A key focus of the valuation function is the calculation of policy liabilities in respect of business that an insurer or reinsurer has on its books and to reserve appropriately to meet these liabilities. The policy liability must provide for:
- a best estimate value of the liability of the company in respect of obligations
under life insurance contracts; and
- a uniform emergence of profit in respect of life insurance contracts.
To calculate policy liabilities, a valuation actuary needs to understand the insurance contracts that the insurer has written and make estimates about the future expected financial performance of those same contracts. This calculation process typically involves projecting key financial information such as premium income, claims outgo and expenses for the lifetime of each policy, and calculating reserves in line with relevant accounting standards.

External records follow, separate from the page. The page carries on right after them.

//! Attribute Extractor: regex-driven skills, experience, and education extraction.
//!
//! All patterns are compiled once in `AttributeExtractor::new` and shared by
//! every call. Matching is case-insensitive throughout.

use std::collections::BTreeSet;

use chrono::{Datelike, NaiveDate, Utc};
use regex::{Regex, RegexBuilder, RegexSet, RegexSetBuilder};

use crate::extraction::vocab::{all_skills, DEGREE_LEVELS};
use crate::models::{EducationLevel, ExperienceEntry};
use crate::text::{bounded_pattern, char_window};

/// Pooled, not ordered: every match of every pattern competes for the maximum.
const EXPERIENCE_PATTERNS: &[&str] = &[
    r"([0-9]+(?:\.[0-9]+)?)\+?\s*(?:years?|yrs?)\s*(?:of\s*)?(?:experience|exp)",
    r"experience[:\s]*([0-9]+(?:\.[0-9]+)?)\+?\s*(?:years?|yrs?)",
    r"([0-9]+(?:\.[0-9]+)?)\+?\s*(?:years?|yrs?)",
];

/// Values outside (0, 50) are treated as noise (years like "1995", OCR garbage).
const MAX_PLAUSIBLE_YEARS: f64 = 50.0;

const DATE_RANGE_PATTERN: &str = r"\b([0-9]{4}|\w{3,9}\s+[0-9]{4})\s*[-–—]\s*([0-9]{4}|\w{3,9}\s+[0-9]{4}|present|current)\b";

const MAX_EXPERIENCE_ENTRIES: usize = 10;
const ENTRY_CONTEXT_CHARS: usize = 200;

const MONTHS: &[&str] = &[
    "jan", "feb", "mar", "apr", "may", "jun", "jul", "aug", "sep", "oct", "nov", "dec",
];

#[derive(Debug, Clone)]
pub struct AttributeExtractor {
    skill_terms: Vec<&'static str>,
    skill_set: RegexSet,
    /// Highest level first.
    education_levels: Vec<(EducationLevel, Regex)>,
    degree_terms: Vec<&'static str>,
    degree_set: RegexSet,
    experience_patterns: Vec<Regex>,
    date_range: Regex,
}

impl AttributeExtractor {
    pub fn new() -> Result<Self, regex::Error> {
        let skill_terms = all_skills();
        let skill_set = case_insensitive_set(&skill_terms)?;

        let mut education_levels = Vec::with_capacity(DEGREE_LEVELS.len());
        for (level, terms) in DEGREE_LEVELS {
            let alternatives: Vec<String> = terms.iter().map(|t| bounded_pattern(t)).collect();
            let regex = RegexBuilder::new(&format!("(?:{})", alternatives.join("|")))
                .case_insensitive(true)
                .build()?;
            education_levels.push((*level, regex));
        }

        let degree_terms: Vec<&'static str> = DEGREE_LEVELS
            .iter()
            .flat_map(|(_, terms)| terms.iter().copied())
            .collect();
        let degree_set = case_insensitive_set(&degree_terms)?;

        let experience_patterns = EXPERIENCE_PATTERNS
            .iter()
            .map(|p| RegexBuilder::new(p).case_insensitive(true).build())
            .collect::<Result<Vec<_>, _>>()?;

        let date_range = RegexBuilder::new(DATE_RANGE_PATTERN)
            .case_insensitive(true)
            .build()?;

        Ok(Self {
            skill_terms,
            skill_set,
            education_levels,
            degree_terms,
            degree_set,
            experience_patterns,
            date_range,
        })
    }

    /// Every known skill present in `text`. Each term is tested on its own,
    /// so overlapping terms ("java", "javascript") are judged independently.
    pub fn extract_skills(&self, text: &str) -> BTreeSet<String> {
        self.skill_set
            .matches(text)
            .into_iter()
            .map(|idx| self.skill_terms[idx].to_string())
            .collect()
    }

    /// Largest plausible "N years" figure in `text`, or 0.0.
    pub fn extract_experience_years(&self, text: &str) -> f64 {
        self.experience_patterns
            .iter()
            .flat_map(|re| re.captures_iter(text))
            .filter_map(|caps| caps.get(1)?.as_str().parse::<f64>().ok())
            .filter(|years| *years > 0.0 && *years < MAX_PLAUSIBLE_YEARS)
            .fold(0.0, f64::max)
    }

    /// Highest degree level mentioned. First level (scanning down from PhD) with a hit wins.
    pub fn extract_education(&self, text: &str) -> EducationLevel {
        self.education_levels
            .iter()
            .find(|(_, re)| re.is_match(text))
            .map(|(level, _)| *level)
            .unwrap_or(EducationLevel::None)
    }

    /// Every degree keyword found, regardless of level.
    pub fn extract_degrees(&self, text: &str) -> BTreeSet<String> {
        self.degree_set
            .matches(text)
            .into_iter()
            .map(|idx| self.degree_terms[idx].to_string())
            .collect()
    }

    /// Dated roles ("2019 - 2022", "Jan 2020 – Present"), at most 10, in document order.
    pub fn extract_experience_entries(&self, text: &str) -> Vec<ExperienceEntry> {
        let today = Utc::now().date_naive();
        self.date_range
            .captures_iter(text)
            .take(MAX_EXPERIENCE_ENTRIES)
            .filter_map(|caps| {
                let whole = caps.get(0)?;
                let start = caps.get(1)?.as_str().to_string();
                let end = caps.get(2)?.as_str().to_string();
                let context = char_window(text, whole.start(), whole.end(), ENTRY_CONTEXT_CHARS)
                    .trim()
                    .to_string();
                let span_years = span_in_years(&start, &end, today);
                Some(ExperienceEntry {
                    start,
                    end,
                    context,
                    span_years,
                })
            })
            .collect()
    }
}

fn case_insensitive_set(terms: &[&str]) -> Result<RegexSet, regex::Error> {
    RegexSetBuilder::new(terms.iter().map(|t| bounded_pattern(t)))
        .case_insensitive(true)
        .build()
}

/// Years between two endpoints, rounded to two decimals. None if unreadable or reversed.
fn span_in_years(start: &str, end: &str, today: NaiveDate) -> Option<f64> {
    let from = parse_endpoint(start, today)?;
    let to = parse_endpoint(end, today)?;
    if to < from {
        return None;
    }
    let years = (to - from).num_days() as f64 / 365.25;
    Some((years * 100.0).round() / 100.0)
}

/// "2020" → 2020-01-01, "March 2020" → 2020-03-01, "Present"/"Current" → today.
/// An unknown leading word falls back to January of the year.
fn parse_endpoint(raw: &str, today: NaiveDate) -> Option<NaiveDate> {
    let lowered = raw.trim().to_lowercase();
    if lowered == "present" || lowered == "current" {
        return Some(today);
    }

    let mut parts = lowered.split_whitespace();
    let (word, year) = match (parts.next(), parts.next()) {
        (Some(year), None) => (None, year),
        (Some(word), Some(year)) => (Some(word), year),
        _ => return None,
    };
    let year: i32 = year.parse().ok()?;
    let month = word
        .and_then(|w| {
            let prefix: String = w.chars().take(3).collect();
            MONTHS.iter().position(|m| *m == prefix)
        })
        .map(|idx| idx as u32 + 1)
        .unwrap_or(1);

    NaiveDate::from_ymd_opt(year, month, 1).filter(|d| d.year() <= today.year() + 1)
}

So what does a valuation actuary use to inform these projections?
Policyholder and claimant data is the key input to the process. In particular, there are two major sets of data that an actuary needs:
- Current exposure data. This gives the actuary information on the types of contracts that have been written at a policyholder level, including policy information such as the benefit type (e.g. life cover, disability income) and demographic information for the policyholder (e.g. age, gender, smoking history).
- Historical exposure and claims information for the portfolio. This allows the actuary to analyse experience in historical periods such as claims incidence and termination rates (where relevant), as well as lapse rates and other experience items. This historical experience can then be used to inform assumptions about expected experience in future periods.